Your assignment - Return a copy of every line in the records that includes the word "usize".

======== Supplied data

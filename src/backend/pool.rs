//! Fixed worker pool fed through one shared channel.

use std::io;
use std::thread::{self, Scope, ScopedJoinHandle};

use handoff_core::AddError;

use super::{Backend, Channel, Handler, Retrieval, Retrieved};

/// A work queue with its own workers.
///
/// Producers push into a shared unbounded channel. The harness does not
/// consume; instead [`dispatch`](Backend::dispatch) starts one `pool-N`
/// thread per worker, each handing items to the harness's handler until the
/// channel is completed and drained.
///
/// Outside a dispatch run the channel can still be read with
/// [`retrieve`](Backend::retrieve).
#[derive(Debug)]
pub struct Pool<T> {
    queue: Channel<T>,
}

impl<T> Pool<T> {
    /// Empty pool queue.
    #[must_use]
    pub fn new() -> Self {
        Self {
            queue: Channel::unbounded(),
        }
    }

    /// Items waiting for a worker.
    #[must_use]
    pub fn len(&self) -> usize {
        self.queue.len()
    }

    /// Whether no item is waiting.
    #[must_use]
    pub fn is_empty(&self) -> bool {
        self.queue.is_empty()
    }
}

impl<T> Default for Pool<T> {
    fn default() -> Self {
        Self::new()
    }
}

impl<T: Send> Pool<T> {
    fn work(&self, worker: usize, handler: &Handler<'_, T>) -> usize {
        let mut handled = 0;
        while let Retrieved::Item(item) = self.queue.retrieve() {
            if handler(worker, item).is_break() {
                break;
            }
            handled += 1;
        }
        handled
    }
}

impl<T: Send> Backend<T> for Pool<T> {
    fn name(&self) -> &'static str {
        "pool"
    }

    fn retrieval(&self) -> Retrieval {
        Retrieval::Dispatch
    }

    #[inline]
    fn push(&self, item: T) -> Result<(), AddError<T>> {
        self.queue.push(item)
    }

    fn retrieve(&self) -> Retrieved<T> {
        self.queue.retrieve()
    }

    fn complete(&self) {
        self.queue.complete();
    }

    fn dispatch<'scope>(
        &'scope self,
        scope: &'scope Scope<'scope, '_>,
        workers: usize,
        handler: &'scope Handler<'scope, T>,
    ) -> Vec<io::Result<ScopedJoinHandle<'scope, usize>>> {
        (0..workers)
            .map(|worker| {
                thread::Builder::new()
                    .name(format!("pool-{worker}"))
                    .spawn_scoped(scope, move || self.work(worker, handler))
            })
            .collect()
    }
}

================

Solution to this exercise -
    pub fn len(&self) -> usize {
    fn work(&self, worker: usize, handler: &Handler<'_, T>) -> usize {
        workers: usize,
    ) -> Vec<io::Result<ScopedJoinHandle<'scope, usize>>> {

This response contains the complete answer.